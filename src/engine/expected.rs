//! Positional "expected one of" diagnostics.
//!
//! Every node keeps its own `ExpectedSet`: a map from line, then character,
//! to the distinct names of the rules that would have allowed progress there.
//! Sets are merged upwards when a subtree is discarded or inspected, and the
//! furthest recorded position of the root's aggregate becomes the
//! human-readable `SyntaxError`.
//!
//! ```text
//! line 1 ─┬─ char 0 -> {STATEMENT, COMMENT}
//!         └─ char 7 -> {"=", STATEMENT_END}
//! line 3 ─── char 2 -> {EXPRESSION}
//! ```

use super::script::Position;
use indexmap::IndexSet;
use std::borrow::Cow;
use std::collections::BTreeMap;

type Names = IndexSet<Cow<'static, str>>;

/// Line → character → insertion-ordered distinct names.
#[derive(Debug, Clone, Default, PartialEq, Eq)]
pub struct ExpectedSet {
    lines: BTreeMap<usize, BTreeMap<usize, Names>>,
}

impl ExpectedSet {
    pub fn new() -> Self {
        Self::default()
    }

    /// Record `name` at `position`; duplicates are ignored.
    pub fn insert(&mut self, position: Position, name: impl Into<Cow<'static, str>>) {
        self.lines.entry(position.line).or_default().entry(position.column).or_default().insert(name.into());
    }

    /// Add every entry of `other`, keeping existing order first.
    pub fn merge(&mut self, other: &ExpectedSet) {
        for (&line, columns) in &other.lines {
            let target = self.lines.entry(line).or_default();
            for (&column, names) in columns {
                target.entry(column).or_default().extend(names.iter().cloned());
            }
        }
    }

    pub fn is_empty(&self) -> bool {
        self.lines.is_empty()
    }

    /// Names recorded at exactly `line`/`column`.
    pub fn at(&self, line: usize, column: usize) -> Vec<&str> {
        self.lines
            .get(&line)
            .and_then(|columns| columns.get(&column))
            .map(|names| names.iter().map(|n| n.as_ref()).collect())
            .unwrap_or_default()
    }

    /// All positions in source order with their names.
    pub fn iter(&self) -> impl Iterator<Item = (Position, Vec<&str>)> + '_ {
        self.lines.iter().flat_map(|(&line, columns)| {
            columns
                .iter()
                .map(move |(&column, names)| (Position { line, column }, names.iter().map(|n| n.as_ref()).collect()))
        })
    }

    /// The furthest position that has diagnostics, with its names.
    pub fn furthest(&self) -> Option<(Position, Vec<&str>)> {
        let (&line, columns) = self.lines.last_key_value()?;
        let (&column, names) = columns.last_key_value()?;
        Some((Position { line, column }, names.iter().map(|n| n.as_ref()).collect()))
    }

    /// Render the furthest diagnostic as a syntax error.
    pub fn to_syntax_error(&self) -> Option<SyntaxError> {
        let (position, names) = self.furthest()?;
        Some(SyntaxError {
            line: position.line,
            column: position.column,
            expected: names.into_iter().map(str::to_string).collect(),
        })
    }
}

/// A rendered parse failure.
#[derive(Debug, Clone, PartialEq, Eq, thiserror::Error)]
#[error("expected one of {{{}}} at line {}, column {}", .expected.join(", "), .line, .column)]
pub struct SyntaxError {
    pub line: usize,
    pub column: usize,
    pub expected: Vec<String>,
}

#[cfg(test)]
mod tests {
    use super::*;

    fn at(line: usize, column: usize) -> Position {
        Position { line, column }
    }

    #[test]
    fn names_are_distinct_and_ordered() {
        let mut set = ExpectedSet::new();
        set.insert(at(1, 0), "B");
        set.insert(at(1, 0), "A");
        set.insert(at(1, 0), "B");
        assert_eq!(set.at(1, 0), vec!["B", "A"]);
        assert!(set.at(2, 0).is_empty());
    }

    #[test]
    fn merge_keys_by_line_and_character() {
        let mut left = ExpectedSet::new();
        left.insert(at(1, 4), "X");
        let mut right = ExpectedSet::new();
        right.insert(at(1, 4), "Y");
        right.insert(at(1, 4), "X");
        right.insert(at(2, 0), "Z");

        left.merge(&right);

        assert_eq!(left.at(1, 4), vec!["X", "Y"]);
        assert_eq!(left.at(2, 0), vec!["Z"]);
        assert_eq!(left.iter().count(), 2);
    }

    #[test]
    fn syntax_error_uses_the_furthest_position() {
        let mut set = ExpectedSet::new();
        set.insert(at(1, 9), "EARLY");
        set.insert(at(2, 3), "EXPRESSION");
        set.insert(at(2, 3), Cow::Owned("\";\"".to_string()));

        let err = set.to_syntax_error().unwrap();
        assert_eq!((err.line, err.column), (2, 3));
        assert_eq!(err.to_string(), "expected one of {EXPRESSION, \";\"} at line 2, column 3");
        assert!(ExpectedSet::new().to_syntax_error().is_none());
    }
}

* * *

• **Activity**
Among the lines above, find those that contain the word "Some" and copy them.

• **Answer for this exercise**
        Some((Position { line, column }, names.iter().map(|n| n.as_ref()).collect()))
        Some(SyntaxError {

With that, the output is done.